→ EXERCISE REQUIREMENTS: Transcribe the records in full.

[Saved data entries]
-----

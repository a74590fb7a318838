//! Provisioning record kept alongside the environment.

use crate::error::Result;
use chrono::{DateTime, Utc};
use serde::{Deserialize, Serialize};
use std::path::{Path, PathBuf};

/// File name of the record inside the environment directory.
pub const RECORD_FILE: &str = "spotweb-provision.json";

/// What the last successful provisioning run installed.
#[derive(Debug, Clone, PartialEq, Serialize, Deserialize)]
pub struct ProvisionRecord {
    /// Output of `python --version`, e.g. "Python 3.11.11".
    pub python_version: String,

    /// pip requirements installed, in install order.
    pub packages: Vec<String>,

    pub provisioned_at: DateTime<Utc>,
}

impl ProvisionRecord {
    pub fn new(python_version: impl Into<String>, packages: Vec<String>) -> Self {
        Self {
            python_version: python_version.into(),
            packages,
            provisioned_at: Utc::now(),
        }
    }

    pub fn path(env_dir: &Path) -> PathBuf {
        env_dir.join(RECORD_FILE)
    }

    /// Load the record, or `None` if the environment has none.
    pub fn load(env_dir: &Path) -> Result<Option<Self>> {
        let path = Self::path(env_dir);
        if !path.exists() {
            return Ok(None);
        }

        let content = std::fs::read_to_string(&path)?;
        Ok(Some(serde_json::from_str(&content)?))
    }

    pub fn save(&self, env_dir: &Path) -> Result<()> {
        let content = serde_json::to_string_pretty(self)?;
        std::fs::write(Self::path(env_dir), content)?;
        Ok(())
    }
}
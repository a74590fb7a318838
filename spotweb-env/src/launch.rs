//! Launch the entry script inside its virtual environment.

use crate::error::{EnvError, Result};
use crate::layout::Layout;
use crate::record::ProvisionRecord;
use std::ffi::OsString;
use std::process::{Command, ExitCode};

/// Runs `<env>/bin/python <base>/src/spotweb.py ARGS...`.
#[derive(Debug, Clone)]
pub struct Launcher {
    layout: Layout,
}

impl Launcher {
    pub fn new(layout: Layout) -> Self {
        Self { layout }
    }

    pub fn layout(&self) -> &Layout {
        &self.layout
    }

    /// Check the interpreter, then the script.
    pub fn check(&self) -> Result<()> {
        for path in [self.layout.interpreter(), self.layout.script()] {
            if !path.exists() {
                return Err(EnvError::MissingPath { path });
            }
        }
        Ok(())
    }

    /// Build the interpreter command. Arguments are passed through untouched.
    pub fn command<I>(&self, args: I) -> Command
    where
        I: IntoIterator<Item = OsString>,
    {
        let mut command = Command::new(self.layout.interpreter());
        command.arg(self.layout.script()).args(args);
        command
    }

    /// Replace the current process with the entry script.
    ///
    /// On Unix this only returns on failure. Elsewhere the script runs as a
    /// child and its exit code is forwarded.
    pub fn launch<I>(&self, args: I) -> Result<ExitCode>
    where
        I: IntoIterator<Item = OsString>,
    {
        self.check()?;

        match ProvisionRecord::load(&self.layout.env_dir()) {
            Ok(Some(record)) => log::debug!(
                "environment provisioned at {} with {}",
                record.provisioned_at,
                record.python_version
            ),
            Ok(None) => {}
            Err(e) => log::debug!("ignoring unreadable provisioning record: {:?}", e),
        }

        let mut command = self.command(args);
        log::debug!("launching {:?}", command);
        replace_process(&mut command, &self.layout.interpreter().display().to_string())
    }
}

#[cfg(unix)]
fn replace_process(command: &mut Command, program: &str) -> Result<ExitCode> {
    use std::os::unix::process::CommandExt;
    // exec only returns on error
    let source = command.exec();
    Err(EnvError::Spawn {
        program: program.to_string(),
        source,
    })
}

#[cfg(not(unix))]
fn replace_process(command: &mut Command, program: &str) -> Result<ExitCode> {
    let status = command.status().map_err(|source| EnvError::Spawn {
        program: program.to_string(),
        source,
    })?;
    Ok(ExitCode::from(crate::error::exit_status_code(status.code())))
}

-----

→ RESPONSE AREA:
repository a74590fb7a318838
//! Provisioning record kept alongside the environment.

use crate::error::Result;
use chrono::{DateTime, Utc};
use serde::{Deserialize, Serialize};
use std::path::{Path, PathBuf};

/// File name of the record inside the environment directory.
pub const RECORD_FILE: &str = "spotweb-provision.json";

/// What the last successful provisioning run installed.
#[derive(Debug, Clone, PartialEq, Serialize, Deserialize)]
pub struct ProvisionRecord {
    /// Output of `python --version`, e.g. "Python 3.11.11".
    pub python_version: String,

    /// pip requirements installed, in install order.
    pub packages: Vec<String>,

    pub provisioned_at: DateTime<Utc>,
}

impl ProvisionRecord {
    pub fn new(python_version: impl Into<String>, packages: Vec<String>) -> Self {
        Self {
            python_version: python_version.into(),
            packages,
            provisioned_at: Utc::now(),
        }
    }

    pub fn path(env_dir: &Path) -> PathBuf {
        env_dir.join(RECORD_FILE)
    }

    /// Load the record, or `None` if the environment has none.
    pub fn load(env_dir: &Path) -> Result<Option<Self>> {
        let path = Self::path(env_dir);
        if !path.exists() {
            return Ok(None);
        }

        let content = std::fs::read_to_string(&path)?;
        Ok(Some(serde_json::from_str(&content)?))
    }

    pub fn save(&self, env_dir: &Path) -> Result<()> {
        let content = serde_json::to_string_pretty(self)?;
        std::fs::write(Self::path(env_dir), content)?;
        Ok(())
    }
}
repository a74590fb7a318838
filename spotweb-env/src/launch.rs
//! Launch the entry script inside its virtual environment.

use crate::error::{EnvError, Result};
use crate::layout::Layout;
use crate::record::ProvisionRecord;
use std::ffi::OsString;
use std::process::{Command, ExitCode};

/// Runs `<env>/bin/python <base>/src/spotweb.py ARGS...`.
#[derive(Debug, Clone)]
pub struct Launcher {
    layout: Layout,
}

impl Launcher {
    pub fn new(layout: Layout) -> Self {
        Self { layout }
    }

    pub fn layout(&self) -> &Layout {
        &self.layout
    }

    /// Check the interpreter, then the script.
    pub fn check(&self) -> Result<()> {
        for path in [self.layout.interpreter(), self.layout.script()] {
            if !path.exists() {
                return Err(EnvError::MissingPath { path });
            }
        }
        Ok(())
    }

    /// Build the interpreter command. Arguments are passed through untouched.
    pub fn command<I>(&self, args: I) -> Command
    where
        I: IntoIterator<Item = OsString>,
    {
        let mut command = Command::new(self.layout.interpreter());
        command.arg(self.layout.script()).args(args);
        command
    }

    /// Replace the current process with the entry script.
    ///
    /// On Unix this only returns on failure. Elsewhere the script runs as a
    /// child and its exit code is forwarded.
    pub fn launch<I>(&self, args: I) -> Result<ExitCode>
    where
        I: IntoIterator<Item = OsString>,
    {
        self.check()?;

        match ProvisionRecord::load(&self.layout.env_dir()) {
            Ok(Some(record)) => log::debug!(
                "environment provisioned at {} with {}",
                record.provisioned_at,
                record.python_version
            ),
            Ok(None) => {}
            Err(e) => log::debug!("ignoring unreadable provisioning record: {:?}", e),
        }

        let mut command = self.command(args);
        log::debug!("launching {:?}", command);
        replace_process(&mut command, &self.layout.interpreter().display().to_string())
    }
}

#[cfg(unix)]
fn replace_process(command: &mut Command, program: &str) -> Result<ExitCode> {
    use std::os::unix::process::CommandExt;
    // exec only returns on error
    let source = command.exec();
    Err(EnvError::Spawn {
        program: program.to_string(),
        source,
    })
}

#[cfg(not(unix))]
fn replace_process(command: &mut Command, program: &str) -> Result<ExitCode> {
    let status = command.status().map_err(|source| EnvError::Spawn {
        program: program.to_string(),
        source,
    })?;
    Ok(ExitCode::from(crate::error::exit_status_code(status.code())))
}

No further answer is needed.